* **Work instructions**
Work out how many lines below contain "SymmetricCipher". Provide only the figure.
⟨
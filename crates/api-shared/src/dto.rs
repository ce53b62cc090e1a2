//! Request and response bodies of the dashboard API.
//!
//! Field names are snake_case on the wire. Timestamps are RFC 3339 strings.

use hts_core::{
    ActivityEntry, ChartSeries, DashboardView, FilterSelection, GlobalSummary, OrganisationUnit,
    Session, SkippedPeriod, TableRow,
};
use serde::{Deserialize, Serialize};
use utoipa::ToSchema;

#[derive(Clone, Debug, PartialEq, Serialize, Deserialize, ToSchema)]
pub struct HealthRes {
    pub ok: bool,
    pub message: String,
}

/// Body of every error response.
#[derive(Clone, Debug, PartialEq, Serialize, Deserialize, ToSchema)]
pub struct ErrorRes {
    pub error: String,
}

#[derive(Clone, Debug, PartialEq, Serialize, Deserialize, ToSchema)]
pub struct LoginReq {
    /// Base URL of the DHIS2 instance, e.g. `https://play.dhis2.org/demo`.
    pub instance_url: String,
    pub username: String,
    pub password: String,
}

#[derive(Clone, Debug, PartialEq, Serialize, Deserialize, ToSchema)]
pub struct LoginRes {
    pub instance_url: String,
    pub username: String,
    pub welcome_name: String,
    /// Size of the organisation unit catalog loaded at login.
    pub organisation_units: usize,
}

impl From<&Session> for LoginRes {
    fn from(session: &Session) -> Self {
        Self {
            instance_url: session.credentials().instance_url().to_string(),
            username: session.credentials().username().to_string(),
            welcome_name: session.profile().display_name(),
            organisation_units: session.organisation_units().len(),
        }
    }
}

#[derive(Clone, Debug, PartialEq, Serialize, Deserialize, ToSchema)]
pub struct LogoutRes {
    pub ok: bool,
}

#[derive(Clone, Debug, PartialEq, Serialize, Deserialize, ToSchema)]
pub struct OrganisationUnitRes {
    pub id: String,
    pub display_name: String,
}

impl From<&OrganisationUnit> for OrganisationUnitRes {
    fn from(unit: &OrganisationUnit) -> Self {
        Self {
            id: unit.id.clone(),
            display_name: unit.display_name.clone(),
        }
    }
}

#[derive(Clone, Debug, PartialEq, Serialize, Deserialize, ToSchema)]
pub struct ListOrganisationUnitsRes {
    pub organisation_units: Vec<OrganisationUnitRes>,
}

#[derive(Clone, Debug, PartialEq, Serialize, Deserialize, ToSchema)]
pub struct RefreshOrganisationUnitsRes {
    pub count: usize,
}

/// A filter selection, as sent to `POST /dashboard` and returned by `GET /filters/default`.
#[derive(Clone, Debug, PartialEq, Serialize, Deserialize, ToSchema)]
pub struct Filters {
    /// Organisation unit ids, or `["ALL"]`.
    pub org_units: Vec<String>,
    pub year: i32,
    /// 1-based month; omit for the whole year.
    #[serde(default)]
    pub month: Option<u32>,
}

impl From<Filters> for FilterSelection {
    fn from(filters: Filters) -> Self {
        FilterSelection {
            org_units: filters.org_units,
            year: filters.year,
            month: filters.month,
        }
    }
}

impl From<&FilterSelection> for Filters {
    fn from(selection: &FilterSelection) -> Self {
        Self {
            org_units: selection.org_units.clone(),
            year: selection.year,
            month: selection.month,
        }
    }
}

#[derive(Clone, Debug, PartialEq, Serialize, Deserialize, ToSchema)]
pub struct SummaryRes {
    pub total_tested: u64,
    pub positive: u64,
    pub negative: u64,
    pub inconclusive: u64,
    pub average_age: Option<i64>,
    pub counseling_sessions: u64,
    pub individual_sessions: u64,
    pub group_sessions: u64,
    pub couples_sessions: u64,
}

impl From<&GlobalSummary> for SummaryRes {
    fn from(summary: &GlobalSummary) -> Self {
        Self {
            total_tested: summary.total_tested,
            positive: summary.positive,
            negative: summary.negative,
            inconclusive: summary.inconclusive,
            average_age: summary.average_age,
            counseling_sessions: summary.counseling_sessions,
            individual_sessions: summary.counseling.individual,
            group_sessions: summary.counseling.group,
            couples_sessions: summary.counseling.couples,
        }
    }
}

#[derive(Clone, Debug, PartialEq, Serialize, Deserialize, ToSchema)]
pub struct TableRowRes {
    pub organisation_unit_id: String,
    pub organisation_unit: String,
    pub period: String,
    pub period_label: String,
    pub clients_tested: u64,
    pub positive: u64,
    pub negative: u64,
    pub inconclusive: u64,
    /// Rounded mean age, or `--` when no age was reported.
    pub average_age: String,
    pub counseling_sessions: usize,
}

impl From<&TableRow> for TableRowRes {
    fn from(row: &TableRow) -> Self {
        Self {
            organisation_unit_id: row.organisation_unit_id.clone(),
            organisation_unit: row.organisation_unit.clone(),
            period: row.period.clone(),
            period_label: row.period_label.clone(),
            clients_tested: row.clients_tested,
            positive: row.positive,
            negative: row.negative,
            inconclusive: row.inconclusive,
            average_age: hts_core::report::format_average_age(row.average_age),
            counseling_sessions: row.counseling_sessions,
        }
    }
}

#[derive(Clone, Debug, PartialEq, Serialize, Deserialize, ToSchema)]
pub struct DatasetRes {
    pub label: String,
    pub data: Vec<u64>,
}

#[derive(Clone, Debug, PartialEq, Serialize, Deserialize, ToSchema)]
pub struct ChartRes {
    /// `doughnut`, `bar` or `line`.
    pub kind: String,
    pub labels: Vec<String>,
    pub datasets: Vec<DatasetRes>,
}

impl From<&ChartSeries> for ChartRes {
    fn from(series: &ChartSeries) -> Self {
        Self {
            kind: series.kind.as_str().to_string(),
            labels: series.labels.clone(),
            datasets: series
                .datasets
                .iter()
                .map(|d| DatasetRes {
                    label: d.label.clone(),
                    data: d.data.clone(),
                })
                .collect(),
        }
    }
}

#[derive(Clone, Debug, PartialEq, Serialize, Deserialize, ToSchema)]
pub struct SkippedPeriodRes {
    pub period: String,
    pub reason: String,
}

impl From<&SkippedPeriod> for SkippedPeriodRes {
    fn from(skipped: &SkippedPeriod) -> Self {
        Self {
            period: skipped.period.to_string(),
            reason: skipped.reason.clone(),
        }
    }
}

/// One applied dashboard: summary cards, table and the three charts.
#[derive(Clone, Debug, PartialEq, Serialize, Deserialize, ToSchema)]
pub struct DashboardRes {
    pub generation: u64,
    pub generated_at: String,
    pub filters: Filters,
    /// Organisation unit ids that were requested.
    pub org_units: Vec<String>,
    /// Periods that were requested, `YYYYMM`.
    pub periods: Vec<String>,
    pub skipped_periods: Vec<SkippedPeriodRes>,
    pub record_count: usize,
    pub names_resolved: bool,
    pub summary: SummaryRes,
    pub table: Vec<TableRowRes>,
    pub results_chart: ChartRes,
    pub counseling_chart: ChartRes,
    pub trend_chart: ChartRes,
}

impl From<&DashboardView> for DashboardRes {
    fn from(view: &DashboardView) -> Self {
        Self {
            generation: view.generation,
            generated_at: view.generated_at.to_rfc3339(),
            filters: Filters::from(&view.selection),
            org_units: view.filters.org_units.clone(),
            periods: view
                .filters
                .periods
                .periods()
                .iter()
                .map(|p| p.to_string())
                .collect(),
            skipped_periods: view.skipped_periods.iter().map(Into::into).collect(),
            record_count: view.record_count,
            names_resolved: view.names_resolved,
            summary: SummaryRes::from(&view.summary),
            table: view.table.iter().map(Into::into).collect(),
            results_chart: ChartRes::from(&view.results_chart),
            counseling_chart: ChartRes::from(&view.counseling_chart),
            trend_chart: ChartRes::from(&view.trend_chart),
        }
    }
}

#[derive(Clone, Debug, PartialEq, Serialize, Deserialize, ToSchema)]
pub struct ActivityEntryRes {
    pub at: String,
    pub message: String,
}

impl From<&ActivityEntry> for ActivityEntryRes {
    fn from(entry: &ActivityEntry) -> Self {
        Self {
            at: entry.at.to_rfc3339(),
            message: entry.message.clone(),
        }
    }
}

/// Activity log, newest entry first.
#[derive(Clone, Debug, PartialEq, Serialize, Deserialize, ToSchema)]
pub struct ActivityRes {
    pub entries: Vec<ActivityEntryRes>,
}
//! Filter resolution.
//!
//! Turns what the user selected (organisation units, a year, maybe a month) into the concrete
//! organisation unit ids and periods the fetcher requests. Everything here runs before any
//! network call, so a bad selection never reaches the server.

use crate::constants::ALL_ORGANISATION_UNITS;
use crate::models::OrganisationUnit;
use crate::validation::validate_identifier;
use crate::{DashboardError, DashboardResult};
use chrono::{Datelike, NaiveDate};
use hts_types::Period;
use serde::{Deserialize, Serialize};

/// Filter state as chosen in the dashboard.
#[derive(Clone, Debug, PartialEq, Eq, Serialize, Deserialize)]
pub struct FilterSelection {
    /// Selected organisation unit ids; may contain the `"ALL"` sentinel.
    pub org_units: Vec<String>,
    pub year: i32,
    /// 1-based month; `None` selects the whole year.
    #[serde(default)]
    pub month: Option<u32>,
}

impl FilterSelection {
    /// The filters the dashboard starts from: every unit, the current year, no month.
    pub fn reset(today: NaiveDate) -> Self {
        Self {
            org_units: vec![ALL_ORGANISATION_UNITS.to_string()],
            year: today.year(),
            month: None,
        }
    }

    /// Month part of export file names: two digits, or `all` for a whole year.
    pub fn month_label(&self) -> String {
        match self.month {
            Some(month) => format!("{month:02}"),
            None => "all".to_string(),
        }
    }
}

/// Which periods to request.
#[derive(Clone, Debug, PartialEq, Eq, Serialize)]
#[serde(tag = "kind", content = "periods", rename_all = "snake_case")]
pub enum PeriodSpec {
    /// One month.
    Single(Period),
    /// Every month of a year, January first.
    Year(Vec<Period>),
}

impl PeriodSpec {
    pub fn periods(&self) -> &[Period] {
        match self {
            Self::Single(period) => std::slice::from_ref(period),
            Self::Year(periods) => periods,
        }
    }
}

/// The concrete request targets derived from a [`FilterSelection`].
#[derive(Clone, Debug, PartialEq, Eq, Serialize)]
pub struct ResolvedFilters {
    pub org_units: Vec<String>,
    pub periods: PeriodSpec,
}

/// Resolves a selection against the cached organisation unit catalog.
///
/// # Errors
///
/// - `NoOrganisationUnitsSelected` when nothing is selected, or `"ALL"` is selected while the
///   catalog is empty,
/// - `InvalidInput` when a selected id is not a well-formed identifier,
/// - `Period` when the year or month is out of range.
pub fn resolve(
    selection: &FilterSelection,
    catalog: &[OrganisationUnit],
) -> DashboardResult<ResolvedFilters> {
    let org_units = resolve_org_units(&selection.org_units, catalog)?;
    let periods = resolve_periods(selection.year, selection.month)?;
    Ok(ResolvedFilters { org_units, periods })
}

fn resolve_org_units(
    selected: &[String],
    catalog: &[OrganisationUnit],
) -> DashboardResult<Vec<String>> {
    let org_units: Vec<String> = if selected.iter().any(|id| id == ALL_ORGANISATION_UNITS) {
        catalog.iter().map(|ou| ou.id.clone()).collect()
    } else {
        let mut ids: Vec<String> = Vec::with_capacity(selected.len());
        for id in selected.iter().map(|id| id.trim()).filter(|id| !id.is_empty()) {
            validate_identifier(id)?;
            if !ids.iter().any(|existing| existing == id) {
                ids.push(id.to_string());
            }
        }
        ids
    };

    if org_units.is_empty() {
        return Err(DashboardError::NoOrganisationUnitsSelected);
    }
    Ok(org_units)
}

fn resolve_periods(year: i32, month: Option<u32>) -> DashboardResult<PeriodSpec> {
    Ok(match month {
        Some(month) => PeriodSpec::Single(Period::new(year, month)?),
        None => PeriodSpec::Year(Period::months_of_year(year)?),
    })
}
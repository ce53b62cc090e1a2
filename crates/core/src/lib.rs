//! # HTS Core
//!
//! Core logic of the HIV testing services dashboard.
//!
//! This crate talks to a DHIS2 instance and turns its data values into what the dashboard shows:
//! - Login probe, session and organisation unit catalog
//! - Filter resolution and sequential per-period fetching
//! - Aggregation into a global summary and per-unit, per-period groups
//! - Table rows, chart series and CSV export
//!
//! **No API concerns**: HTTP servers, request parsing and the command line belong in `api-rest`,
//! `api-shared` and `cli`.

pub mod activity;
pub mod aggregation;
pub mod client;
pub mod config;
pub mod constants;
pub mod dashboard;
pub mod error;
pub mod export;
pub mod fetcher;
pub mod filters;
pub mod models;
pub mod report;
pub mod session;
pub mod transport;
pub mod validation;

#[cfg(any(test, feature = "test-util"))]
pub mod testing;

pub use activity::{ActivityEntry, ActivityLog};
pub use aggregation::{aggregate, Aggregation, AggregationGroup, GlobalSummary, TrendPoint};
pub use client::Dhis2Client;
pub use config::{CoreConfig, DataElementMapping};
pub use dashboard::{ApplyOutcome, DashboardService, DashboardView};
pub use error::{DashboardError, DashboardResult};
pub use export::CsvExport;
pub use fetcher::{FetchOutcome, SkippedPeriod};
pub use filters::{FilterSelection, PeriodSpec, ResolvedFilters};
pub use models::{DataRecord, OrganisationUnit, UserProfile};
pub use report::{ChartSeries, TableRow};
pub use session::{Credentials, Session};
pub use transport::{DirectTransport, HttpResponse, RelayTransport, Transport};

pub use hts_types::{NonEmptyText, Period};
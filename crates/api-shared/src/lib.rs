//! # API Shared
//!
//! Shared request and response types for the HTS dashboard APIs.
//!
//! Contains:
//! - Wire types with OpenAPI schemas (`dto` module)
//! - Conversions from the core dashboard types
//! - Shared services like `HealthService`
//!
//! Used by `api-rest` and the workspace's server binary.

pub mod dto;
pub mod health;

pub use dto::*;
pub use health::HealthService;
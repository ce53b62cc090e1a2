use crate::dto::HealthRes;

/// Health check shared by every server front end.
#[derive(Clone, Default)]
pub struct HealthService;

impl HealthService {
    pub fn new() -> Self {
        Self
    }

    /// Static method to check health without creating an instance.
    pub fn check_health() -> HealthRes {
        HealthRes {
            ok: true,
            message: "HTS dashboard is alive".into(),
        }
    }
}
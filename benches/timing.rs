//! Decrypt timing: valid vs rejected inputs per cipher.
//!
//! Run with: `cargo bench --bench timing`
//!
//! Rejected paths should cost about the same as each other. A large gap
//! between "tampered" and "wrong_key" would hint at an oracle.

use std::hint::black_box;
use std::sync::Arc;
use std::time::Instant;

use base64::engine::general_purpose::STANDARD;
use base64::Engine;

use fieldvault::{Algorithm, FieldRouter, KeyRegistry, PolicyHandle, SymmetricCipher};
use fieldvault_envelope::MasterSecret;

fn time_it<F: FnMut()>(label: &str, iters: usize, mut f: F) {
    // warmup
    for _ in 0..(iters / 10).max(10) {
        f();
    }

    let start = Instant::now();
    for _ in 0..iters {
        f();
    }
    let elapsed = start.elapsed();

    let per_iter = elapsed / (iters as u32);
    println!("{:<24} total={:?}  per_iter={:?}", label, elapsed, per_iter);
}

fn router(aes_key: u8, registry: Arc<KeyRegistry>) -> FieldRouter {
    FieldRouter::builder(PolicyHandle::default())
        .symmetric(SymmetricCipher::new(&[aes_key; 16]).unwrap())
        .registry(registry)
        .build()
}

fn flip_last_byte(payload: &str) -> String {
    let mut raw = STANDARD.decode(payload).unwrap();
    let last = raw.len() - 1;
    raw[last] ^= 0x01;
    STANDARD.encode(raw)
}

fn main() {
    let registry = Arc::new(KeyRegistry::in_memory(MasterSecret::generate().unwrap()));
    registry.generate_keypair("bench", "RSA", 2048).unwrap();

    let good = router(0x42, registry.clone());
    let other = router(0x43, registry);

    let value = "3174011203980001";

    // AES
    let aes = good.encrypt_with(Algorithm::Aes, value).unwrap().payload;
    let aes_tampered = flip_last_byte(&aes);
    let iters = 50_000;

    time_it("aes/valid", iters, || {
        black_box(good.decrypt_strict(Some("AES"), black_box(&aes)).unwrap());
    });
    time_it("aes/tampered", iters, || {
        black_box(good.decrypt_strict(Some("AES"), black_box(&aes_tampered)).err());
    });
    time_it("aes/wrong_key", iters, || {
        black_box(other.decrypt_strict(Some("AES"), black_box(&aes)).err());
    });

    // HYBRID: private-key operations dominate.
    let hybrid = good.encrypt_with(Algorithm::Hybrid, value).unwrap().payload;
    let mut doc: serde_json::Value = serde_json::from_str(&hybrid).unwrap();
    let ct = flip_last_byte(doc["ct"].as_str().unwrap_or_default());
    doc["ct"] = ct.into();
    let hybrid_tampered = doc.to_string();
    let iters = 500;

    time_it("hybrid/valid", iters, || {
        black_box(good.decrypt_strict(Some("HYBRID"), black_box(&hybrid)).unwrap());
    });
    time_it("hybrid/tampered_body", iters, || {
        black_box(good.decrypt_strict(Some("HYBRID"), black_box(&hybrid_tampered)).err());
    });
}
⟩
* **Exercise result**
2